Last week our basement flooded.
Luckily, the damage was minor and mostly confined to a single room. My Dad acted quickly by removing the affected portion of the interlocking laminate floor boards. Unfortunately, in his haste to save the floor, there was no time to number the pieces he pulled up. A few sheets of plastic and foam protected the flooring from water damage, so we ended up with a bunch of jumbo sized puzzle pieces and a very cold concrete floor.
Dad and I should not be mistaken for carpenters, but we are generally pretty successful puzzle-solvers. So we decided that we would take on the challenge of putting the floor back together, because “there’s really no reason to replace a perfectly good floor”. So on Monday night we headed down to the basement with the agreement that I would write about the task on my blog. I knew the experience would be entertaining.
What started off as a relatively logical and systematic approach involving measuring tapes and neatly organized stacks of various length boards, quickly devolved into a gritty race to the finish line. Where measuring tapes took time and precision, passing over a couple of boards of different lengths for a visual comparison was much more efficient. It was a lesson in adaptation.

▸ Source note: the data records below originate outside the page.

//! Per-request script execution
//!
//! Runs the library scripts a request names, in order, and then its inline
//! script, all against one evaluator and one binding set. The value of the
//! last evaluation is the request's result; any error aborts the sequence.

use std::sync::Arc;

use graphscript_core::{
    Bindings, EvalResult, Evaluator, ExecutionRequest, GraphHandle, Result,
};
use tracing::debug;

use crate::cache::ScriptCache;
use crate::library::ScriptLibrary;

/// Drives the evaluator for one request
pub struct BindingExecutor<'a> {
    cache: &'a ScriptCache,
    library: &'a ScriptLibrary,
}

impl<'a> BindingExecutor<'a> {
    /// Executor reading library scripts through `cache`
    pub fn new(cache: &'a ScriptCache, library: &'a ScriptLibrary) -> Self {
        Self { cache, library }
    }

    /// Bindings for a request: the graph object, the traversal source and
    /// every parameter. Parameters shadow the graph bindings on name clash.
    pub fn bindings(request: &ExecutionRequest, graph: &Arc<GraphHandle>) -> Bindings {
        let mut bindings = Bindings::for_graph(graph);
        for (name, value) in &request.params {
            bindings.insert(name.clone(), value.clone());
        }
        bindings
    }

    /// Run the request.
    ///
    /// Returns `None` when the request names no library script and carries
    /// no inline script.
    pub fn run(
        &self,
        request: &ExecutionRequest,
        graph: &Arc<GraphHandle>,
        evaluator: &dyn Evaluator,
    ) -> Result<Option<EvalResult>> {
        let mut bindings = Self::bindings(request, graph);
        let mut result = None;

        for name in &request.load {
            let code = self.library_script(name)?;
            debug!(target: "graphscript::gateway", script = %name, "Evaluating library script");
            result = Some(evaluator.eval(&code, &mut bindings)?);
        }

        if let Some(script) = request.inline_script() {
            // Only counted toward the reset threshold, never looked up
            self.cache.put(script, script);
            result = Some(evaluator.eval(script, &mut bindings)?);
        }

        Ok(result)
    }

    /// Text of the library script `name`, from the cache or from disk
    pub fn library_script(&self, name: &str) -> Result<Arc<str>> {
        let path = self.library.resolve(name);
        let key = path.to_string_lossy();
        self.cache.get_or_load(&key, || self.library.read(&path))
    }
}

We also determined early on that some boards could be removed from the puzzle because of their unique features. Boards that were cut off on both ends had to go in front of the stairs, while boards that were cut to fit into corners were placed in their specific location. We could remove then find the boards that were associated with the specifically tailored pieces and remove them from the equation.

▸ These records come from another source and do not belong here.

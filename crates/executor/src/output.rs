//! Response types for request execution.
//!
//! Every request produces exactly one [`Response`]. Its body has one of
//! three shapes:
//!
//! | Outcome | Body | Status |
//! |---------|------|--------|
//! | Value produced | `{"success":true,"results":<value>}` | 200 |
//! | No value | `{"success":true}` | 200 |
//! | Any failure | `{"success":false,"errormessage":"<message>"}` | 400 |

use serde::{Deserialize, Serialize};
use serde_json::Value as JsonValue;

use graphscript_core::Error;

/// Response body
#[derive(Debug, Clone, PartialEq, Serialize, Deserialize)]
pub struct ExecutionResult {
    /// Whether the request succeeded and committed
    pub success: bool,
    /// Serialized value of the last evaluated script
    #[serde(default, skip_serializing_if = "Option::is_none")]
    pub results: Option<JsonValue>,
    /// Failure message
    #[serde(
        rename = "errormessage",
        default,
        skip_serializing_if = "Option::is_none"
    )]
    pub error_message: Option<String>,
}

impl ExecutionResult {
    /// Success with a value
    pub(crate) fn with_results(results: JsonValue) -> Self {
        Self {
            success: true,
            results: Some(results),
            error_message: None,
        }
    }

    /// Success without a value
    pub(crate) fn empty() -> Self {
        Self {
            success: true,
            results: None,
            error_message: None,
        }
    }

    /// Failure carrying the error's message
    pub(crate) fn failure(error: &Error) -> Self {
        Self {
            success: false,
            results: None,
            error_message: Some(error.to_string()),
        }
    }
}

/// Response status
#[derive(Debug, Clone, Copy, PartialEq, Eq, Hash)]
pub enum Status {
    /// Request succeeded
    Ok,
    /// Request failed; nothing was committed
    BadRequest,
}

impl Status {
    /// HTTP-style status code
    pub fn code(&self) -> u16 {
        match self {
            Status::Ok => 200,
            Status::BadRequest => 400,
        }
    }
}

/// A status plus a JSON body
#[derive(Debug, Clone, PartialEq)]
pub struct Response {
    /// Status
    pub status: Status,
    /// Body
    pub body: ExecutionResult,
}

impl Response {
    pub(crate) fn ok(body: ExecutionResult) -> Self {
        Self {
            status: Status::Ok,
            body,
        }
    }

    pub(crate) fn failure(error: &Error) -> Self {
        Self {
            status: Status::BadRequest,
            body: ExecutionResult::failure(error),
        }
    }

    /// Whether the request succeeded
    pub fn is_success(&self) -> bool {
        self.body.success
    }

    /// Body as a JSON value
    pub fn to_json(&self) -> JsonValue {
        serde_json::to_value(&self.body).unwrap_or(JsonValue::Null)
    }

    /// Body rendered as UTF-8 JSON
    pub fn to_bytes(&self) -> Vec<u8> {
        serde_json::to_vec(&self.body).unwrap_or_default()
    }
}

This still left us with a puzzle. It seemed like no matter how we arranged them, the boards just weren’t going to fit. We both left the project more than once to search the house for “misplaced boards”, only to return empty-handed. It didn’t make sense.
That’s when cheating was introduced into the mix.

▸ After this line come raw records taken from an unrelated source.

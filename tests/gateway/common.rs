//! Common test utilities for gateway tests
//!
//! `MemGraph` is a host database whose transactions are bound to the
//! thread that opened them, the way embedded graph databases usually work.
//! `MiniEvaluator` understands a handful of scripts that read and write it.

#![allow(dead_code)]

use std::any::Any;
use std::collections::HashMap;
use std::sync::atomic::{AtomicU64, Ordering};
use std::sync::Arc;
use std::thread::{self, ThreadId};

use graphscript::{Gateway, GatewayConfig};
use graphscript_core::{
    Bindings, Error, EvalResult, Evaluator, EvaluatorFactory, GraphDatabase, Result, Transaction,
    Traversal, Value, Vertex,
};
use parking_lot::Mutex;
use tempfile::TempDir;

// ============================================================================
// Host database
// ============================================================================

#[derive(Default)]
pub struct MemGraphInner {
    committed: Mutex<Vec<Vertex>>,
    pending: Mutex<HashMap<ThreadId, Vec<Vertex>>>,
    next_id: AtomicU64,
    pub commits: AtomicU64,
    pub rollbacks: AtomicU64,
}

#[derive(Clone, Default)]
pub struct MemGraph(pub Arc<MemGraphInner>);

impl MemGraph {
    pub fn new() -> Self {
        Self::default()
    }

    /// Committed vertices
    pub fn vertices(&self) -> Vec<Vertex> {
        self.0.committed.lock().clone()
    }

    fn add_vertex(&self, label: &str, name: &str) -> Result<Vertex> {
        let id = self.0.next_id.fetch_add(1, Ordering::SeqCst) + 1;
        let vertex = Vertex::new(id, label).with_property("name", name);
        let mut pending = self.0.pending.lock();
        let writes = pending
            .get_mut(&thread::current().id())
            .ok_or_else(|| Error::evaluation("no transaction bound to this thread"))?;
        writes.push(vertex.clone());
        Ok(vertex)
    }

    /// Committed vertices plus this thread's uncommitted writes
    fn visible(&self) -> Vec<Vertex> {
        let mut all = self.vertices();
        if let Some(writes) = self.0.pending.lock().get(&thread::current().id()) {
            all.extend(writes.iter().cloned());
        }
        all
    }
}

struct MemTx {
    graph: Arc<MemGraphInner>,
    owner: ThreadId,
}

impl Transaction for MemTx {
    fn commit(self: Box<Self>) -> Result<()> {
        let writes = self.graph.pending.lock().remove(&self.owner).unwrap_or_default();
        self.graph.committed.lock().extend(writes);
        self.graph.commits.fetch_add(1, Ordering::SeqCst);
        Ok(())
    }

    fn rollback(self: Box<Self>) {
        self.graph.pending.lock().remove(&self.owner);
        self.graph.rollbacks.fetch_add(1, Ordering::SeqCst);
    }
}

impl GraphDatabase for MemGraph {
    fn check_available(&self) -> Result<()> {
        Ok(())
    }

    fn begin_tx(&self) -> Result<Box<dyn Transaction>> {
        let owner = thread::current().id();
        self.0.pending.lock().insert(owner, Vec::new());
        Ok(Box::new(MemTx {
            graph: Arc::clone(&self.0),
            owner,
        }))
    }

    fn as_any(&self) -> &dyn Any {
        self
    }
}

// ============================================================================
// Evaluator
// ============================================================================

/// Scripts:
/// - `addV <label> <name>` adds a vertex in the current transaction
/// - `g.V()` traverses every visible vertex
/// - `count` counts visible vertices
/// - `let <name> <int>` binds an integer
/// - `sum <a> <b>` adds two integer bindings
/// - `fail` raises an evaluation error
/// - a bound name returns its value; anything else echoes the script
pub struct MiniEvaluator;

fn graph_of(bindings: &Bindings) -> Result<MemGraph> {
    bindings
        .graph()
        .and_then(|g| g.database().as_any().downcast_ref::<MemGraph>().cloned())
        .ok_or_else(|| Error::evaluation("graph not bound"))
}

fn int_binding(bindings: &Bindings, name: &str) -> Result<i64> {
    bindings
        .value(name)
        .and_then(Value::as_int)
        .ok_or_else(|| Error::evaluation(format!("no such variable: {name}")))
}

impl Evaluator for MiniEvaluator {
    fn eval(&self, script: &str, bindings: &mut Bindings) -> Result<EvalResult> {
        let words: Vec<&str> = script.split_whitespace().collect();
        let result = match words.as_slice() {
            ["addV", label, name] => Value::Vertex(graph_of(bindings)?.add_vertex(label, name)?),
            ["g.V()"] => {
                let vertices = graph_of(bindings)?.visible();
                return Ok(Traversal::from_values(vertices.into_iter().map(Value::Vertex)).into());
            }
            ["count"] => Value::Int(graph_of(bindings)?.visible().len() as i64),
            ["let", name, n] => {
                let n: i64 = n.parse().map_err(|_| Error::evaluation("not an integer"))?;
                bindings.insert(name.to_string(), Value::Int(n));
                Value::Null
            }
            ["sum", a, b] => Value::Int(int_binding(bindings, a)? + int_binding(bindings, b)?),
            ["fail"] => return Err(Error::evaluation("No such property: bogus")),
            [name] if bindings.contains(name) => {
                bindings.value(name).cloned().unwrap_or(Value::Null)
            }
            _ => Value::from(script),
        };
        Ok(result.into())
    }
}

pub fn mini_factory() -> Arc<dyn EvaluatorFactory> {
    Arc::new(|| -> Result<Arc<dyn Evaluator>> { Ok(Arc::new(MiniEvaluator)) })
}

// ============================================================================
// Fixtures
// ============================================================================

pub struct TestGateway {
    pub dir: TempDir,
    pub gateway: Gateway,
    pub graph: MemGraph,
    pub db: Arc<dyn GraphDatabase>,
}

impl TestGateway {
    pub fn new() -> Self {
        Self::with_config(|c| c)
    }

    pub fn with_config(f: impl FnOnce(GatewayConfig) -> GatewayConfig) -> Self {
        let dir = TempDir::new().unwrap();
        let config = f(GatewayConfig::default().with_script_dir(dir.path()));
        let graph = MemGraph::new();
        Self {
            gateway: Gateway::new(config, mini_factory()),
            db: Arc::new(graph.clone()),
            graph,
            dir,
        }
    }

    pub fn script(&self, name: &str, text: &str) {
        std::fs::write(self.dir.path().join(format!("{name}.gremlin")), text).unwrap();
    }

    pub fn run(&self, raw: &graphscript::RawRequest) -> graphscript::Response {
        self.gateway.execute(&self.db, raw)
    }
}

We discovered a few leftover boards from the original laying of the floor. This gave us the freedom to “trim” the ends off boards that weren’t fitting just so. So we proceeded to find the “best fit” and dealt with the excess. This really sped the process up.
In the end, we had only cut into one new board and were left with a few leftover pieces. Although the floor is not in it’s original state, it’s better than concrete and can always be improved if need be. Besides, now I have a great memory of the time my Dad and I rebuilt a puzzle of a floor.
When faced with obstacles, start by removing the most simple problems and work your way into the heart of the obstacle. Don’t be afraid to think outside the box!